Role of B7 signaling in the differentiation of naive CD4+ T cells to effector interleukin-4-producing T helper cells.

Abstract

Signaling through the T cell receptor must be accompanied by costimulatory signals for the differentiation of naive T cells to cytokine-producing effector T helper cells. The costimulatory signal through CD28 is required for T cell activation resulting in increased interleukin (IL)-2 production in vitro, but its role in the production of IL-4 and in the in vivo response is still unclear. We have examined the effects of blocking CTLA-4 (the CD28 homologue) ligand interactions on the in vivo development of IL-4-producing T helper effector cells during a primary mucosal immune response to the nematode parasite Heligmosomoides polygyrus and during a primary systemic immune response to immunogenic anti-IgD antibodies.

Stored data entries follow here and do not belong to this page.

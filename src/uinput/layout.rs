//! # Gamepad Layout
//!
//! Which gamepad codes the virtual device declares, and how each Wii Remote
//! key maps onto them for a given orientation.
//!
//! ## Orientation
//!
//! In **portrait** the remote is held upright and the d-pad maps directly.
//! In **landscape** the remote is held sideways with the d-pad on the left,
//! so the pad is rotated by 90°:
//!
//! | Wii key | Portrait | Landscape |
//! |---------|----------|-----------|
//! | Up | BTN_DPAD_UP | BTN_DPAD_LEFT |
//! | Down | BTN_DPAD_DOWN | BTN_DPAD_RIGHT |
//! | Left | BTN_DPAD_LEFT | BTN_DPAD_DOWN |
//! | Right | BTN_DPAD_RIGHT | BTN_DPAD_UP |
//!
//! The remaining keys map identically in both orientations.

use clap::ValueEnum;
use evdev::{AbsoluteAxisType, Key};
use serde::Deserialize;

use crate::config::GamepadConfig;
use crate::controller::events::{WiiKey, WII_KEY_COUNT};

/// Name of the core interface of the Wii Remote driver.
pub const WIIMOTE_CORE_NAME: &str = "Nintendo Wii Remote";

/// Suffix appended to the virtual device name.
pub const GAMEPAD_MODE_SUFFIX: &str = " in gamepad mode";

/// D-pad orientation, fixed per device at association time.
#[derive(Debug, Clone, Copy, PartialEq, Eq, Default, Deserialize, ValueEnum)]
#[serde(rename_all = "lowercase")]
pub enum Orientation {
    /// Remote held sideways, d-pad on the left.
    #[default]
    #[serde(alias = "land")]
    #[value(alias = "land")]
    Landscape,
    /// Remote held upright.
    #[serde(alias = "port")]
    #[value(alias = "port")]
    Portrait,
}

impl std::fmt::Display for Orientation {
    fn fmt(&self, f: &mut std::fmt::Formatter<'_>) -> std::fmt::Result {
        match self {
            Orientation::Landscape => write!(f, "landscape"),
            Orientation::Portrait => write!(f, "portrait"),
        }
    }
}

/// Declared range of one absolute axis.
#[derive(Debug, Clone, Copy, PartialEq, Eq)]
pub struct AxisSpec {
    pub axis: AbsoluteAxisType,
    pub min: i32,
    pub max: i32,
    pub fuzz: i32,
    pub flat: i32,
}

impl AxisSpec {
    /// Saturating clip into `[min, max]`.
    #[inline]
    #[must_use]
    pub fn clamp(&self, value: i32) -> i32 {
        value.clamp(self.min, self.max)
    }
}

/// Complete description of one virtual gamepad.
#[derive(Debug, Clone, PartialEq, Eq)]
pub struct GamepadLayout {
    pub name: String,
    pub vendor_id: u16,
    pub product_id: u16,
    pub orientation: Orientation,
    /// Output code per Wii key, indexed by [`WiiKey::code`].
    pub buttons: [Key; WII_KEY_COUNT],
    /// First axis (vertical sensor axis, inverted) then second axis.
    pub axes: [AxisSpec; 2],
    /// Whether the second axis takes the negated horizontal reading.
    pub invert_horizontal: bool,
}

impl GamepadLayout {
    /// Builds the layout for one device.
    ///
    /// # Examples
    ///
    /// ```
    /// use wiimote_pad::config::GamepadConfig;
    /// use wiimote_pad::controller::events::WiiKey;
    /// use wiimote_pad::uinput::layout::{GamepadLayout, Orientation};
    /// use evdev::Key;
    ///
    /// let layout = GamepadLayout::new(&GamepadConfig::default(), Orientation::Landscape);
    /// assert_eq!(layout.button(WiiKey::Up), Key::BTN_DPAD_LEFT);
    /// ```
    #[must_use]
    pub fn new(config: &GamepadConfig, orientation: Orientation) -> Self {
        let axis = |axis| AxisSpec {
            axis,
            min: -config.axis_max,
            max: config.axis_max,
            fuzz: config.axis_fuzz,
            flat: config.axis_flat,
        };

        Self {
            name: format!("{}{}", WIIMOTE_CORE_NAME, GAMEPAD_MODE_SUFFIX),
            vendor_id: config.vendor_id,
            product_id: config.product_id,
            orientation,
            buttons: WiiKey::ALL.map(|key| button_code(key, orientation)),
            axes: [axis(AbsoluteAxisType::ABS_X), axis(AbsoluteAxisType::ABS_Y)],
            invert_horizontal: config.invert_horizontal,
        }
    }

    /// Output code for a Wii key.
    #[must_use]
    pub fn button(&self, key: WiiKey) -> Key {
        self.buttons[key.code() as usize]
    }
}

/// Gamepad code a Wii key reports under an orientation.
#[must_use]
pub fn button_code(key: WiiKey, orientation: Orientation) -> Key {
    match (key, orientation) {
        (WiiKey::Up, Orientation::Portrait) => Key::BTN_DPAD_UP,
        (WiiKey::Down, Orientation::Portrait) => Key::BTN_DPAD_DOWN,
        (WiiKey::Left, Orientation::Portrait) => Key::BTN_DPAD_LEFT,
        (WiiKey::Right, Orientation::Portrait) => Key::BTN_DPAD_RIGHT,

        (WiiKey::Up, Orientation::Landscape) => Key::BTN_DPAD_LEFT,
        (WiiKey::Down, Orientation::Landscape) => Key::BTN_DPAD_RIGHT,
        (WiiKey::Left, Orientation::Landscape) => Key::BTN_DPAD_DOWN,
        (WiiKey::Right, Orientation::Landscape) => Key::BTN_DPAD_UP,

        (WiiKey::A, _) => Key::BTN_SOUTH,
        (WiiKey::B, _) => Key::BTN_EAST,
        (WiiKey::Plus, _) => Key::BTN_TL,
        (WiiKey::Minus, _) => Key::BTN_TR,
        (WiiKey::Home, _) => Key::BTN_MODE,
        (WiiKey::One, _) => Key::BTN_1,
        (WiiKey::Two, _) => Key::BTN_2,
    }
}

Our results demonstrate that CD28 and/or CTLA-4 signaling is required for T cell priming leading to IL-4 cytokine production, B cell activation, and IgE secretion during both immune responses, suggesting that other signaling molecules do not substitute for these molecules in either of these two different immune responses. Furthermore, the CD28 ligands, B7-1 and B7-2, can substitute for each other in providing the required T cell costimulatory ligand interactions during the primary immune response to H. polygyrus. In contrast, memory T cells during the challenge immune response do not require CD28/CTLA-4 ligand interactions for IL-4 production and T helper effector function.